For Evola, the ultimate was the Absolute Individual, which is not the same as non-dual metaphysics. He also took Bachofen’s notion of Solar and Lunar cultures too far, applying them to various traditions. Now a legitimate tradition is based on principle, so the solar/lunar distinction is beside the point. He was also attached to Weininger’s theory of the Absolute Male and Absolute Female. That may be interesting on the psychological level, but is misleading on a spiritual or transcendental level. Male and Female form a polarity, united by a third term (see Guenon’s Great Triad). They are also relative. For example, a knight is masculine in relation to the King’s subjects, but feminine in relation to the king. To absolutize one pole would be like making Yang the supreme principle rather than the Tao.
In the letters from Guenon to de Giorgio, we see Guenon’s early frustration with the youthful Evola. They speak for themselves to those who understand what is at stake. The first letter is from 20 November 1925.
Thank you for the issue of Bilychnis< ?cite> that you sent me; since then, I received from Evola himself a complete packet of other journals containing some of his articles. In acknowledging its reception, I told him that I had some serious reservations to make on his point of view that appeared to me too philosophical. He wrote me a somewhat long, rather confused, letter, in which he protested that the philosophical form he uses is for him only a simple means of exposition that does not affect his doctrine itself. I believe none of it. I persist in thinking that he is really too imbued with philosophy, and especially with German philosophy. In an article published in the journal Ultra, he alluded to me in a note, concerning East and West, in terms that prove that he did not understand very much about what I expounded; all the same, he goes as far to describe me as a ‘rationalist’, which is really ridiculous (considering that it concerns a book where I expressly asserted the falsity of rationalism!), and which clearly shows that he is among those who cannot get rid of philosophical labels and who feel the need to apply them wrongly everywhere. He informed me of his intention to write an article on Man and his becoming; I ask myself what that could be like; we’ll see eventually…

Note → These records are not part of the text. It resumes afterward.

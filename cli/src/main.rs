use std::path::PathBuf;

use anyhow::Result;
use clap::{Parser, Subcommand};
use json_metadata_client::constants::DEFAULT_RPC_URL;
use solana_sdk::pubkey::Pubkey;
use tracing_subscriber::EnvFilter;

mod commands;

use commands::{
    authority::{AddAuthorityArgs, RemoveAuthorityArgs},
    derive::DeriveArgs,
    initialize::InitializeArgs,
    set_value::SetValueArgs,
    show::ShowArgs,
    GlobalOpts,
};

#[derive(Parser)]
#[command(name = "json-metadata-cli")]
#[command(about = "CLI tool for building on-chain JSON metadata documents", long_about = None)]
#[command(version)]
struct Cli {
    /// Solana RPC URL
    #[arg(long, default_value = DEFAULT_RPC_URL, global = true)]
    rpc_url: String,

    /// Path to payer keypair file. The payer signs as the authority.
    #[arg(long, short = 'k', global = true)]
    keypair: Option<PathBuf>,

    /// Program address, when not using the default deployment
    #[arg(long, global = true)]
    program_id: Option<Pubkey>,

    #[command(subcommand)]
    command: Commands,
}

#[derive(Subcommand)]
enum Commands {
    /// Print the metadata account address of a subject
    Derive(DeriveArgs),

    /// Create a subject account holding an empty document
    Initialize(InitializeArgs),

    /// Merge a JSON object into a subject's document
    SetValue(SetValueArgs),

    /// Allow another key to modify a document
    AddAuthority(AddAuthorityArgs),

    /// Revoke a key's authority over a document
    RemoveAuthority(RemoveAuthorityArgs),

    /// Print a subject's metadata record and document
    Show(ShowArgs),
}

#[tokio::main]
async fn main() -> Result<()> {
    tracing_subscriber::fmt()
        .with_env_filter(
            EnvFilter::try_from_default_env().unwrap_or_else(|_| EnvFilter::new("warn")),
        )
        .with_writer(std::io::stderr)
        .init();

    let cli = Cli::parse();
    let opts = GlobalOpts {
        rpc_url: cli.rpc_url,
        keypair: cli.keypair,
        program_id: cli.program_id,
    };

    match cli.command {
        Commands::Derive(args) => commands::derive::execute(&opts, args),
        Commands::Initialize(args) => commands::initialize::execute(&opts, args).await,
        Commands::SetValue(args) => commands::set_value::execute(&opts, args).await,
        Commands::AddAuthority(args) => commands::authority::execute_add(&opts, args).await,
        Commands::RemoveAuthority(args) => commands::authority::execute_remove(&opts, args).await,
        Commands::Show(args) => commands::show::execute(&opts, args).await,
    }
}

Since we are speaking of Evola, it is yet necessary that I tell you that he was hurt by Reghini’s criticisms of him, even though in a very moderated form. He must be rather vain and would like to have nothing but eulogies; it is true that he is very young. Vulliaud, who does not have the same excuse, is almost as sensitive; it appears that he also was rather displeased with my article; he imagines that he alone knows the Kabbalah and is capable of speaking of it. He is in fear that Evola will soon do as much for the Tantras, although he is not very qualified to take it on; he sees all that through his philosophy, from where a deformation arises in the German manner. The true conception of Shakti is a completely different thing from ‘voluntarism’.
The second letter is from 26 January 1926
Evola doesn’t lack any pretentions, as you see; but, for my part, I continue to think that he does not understand at all what we mean by ‘intellectuality’, ‘knowledge’, ‘contemplation’, etc., and that he doesn’t even know how to make the distinction between the ‘initiatic’ point of view and the ‘profane’ point of view. It appears that he has the intention to publish a review of my work on the Vedanta in the journal Realistic Idealism; we will see what that will be. In any case, in spite of everything that we have tried to explain to him, he persists in finding ‘rationalism’ in the Vedanta, all while failing to recognize that he then takes this word ‘rationalism’ in a rather different sense that is usually given to it.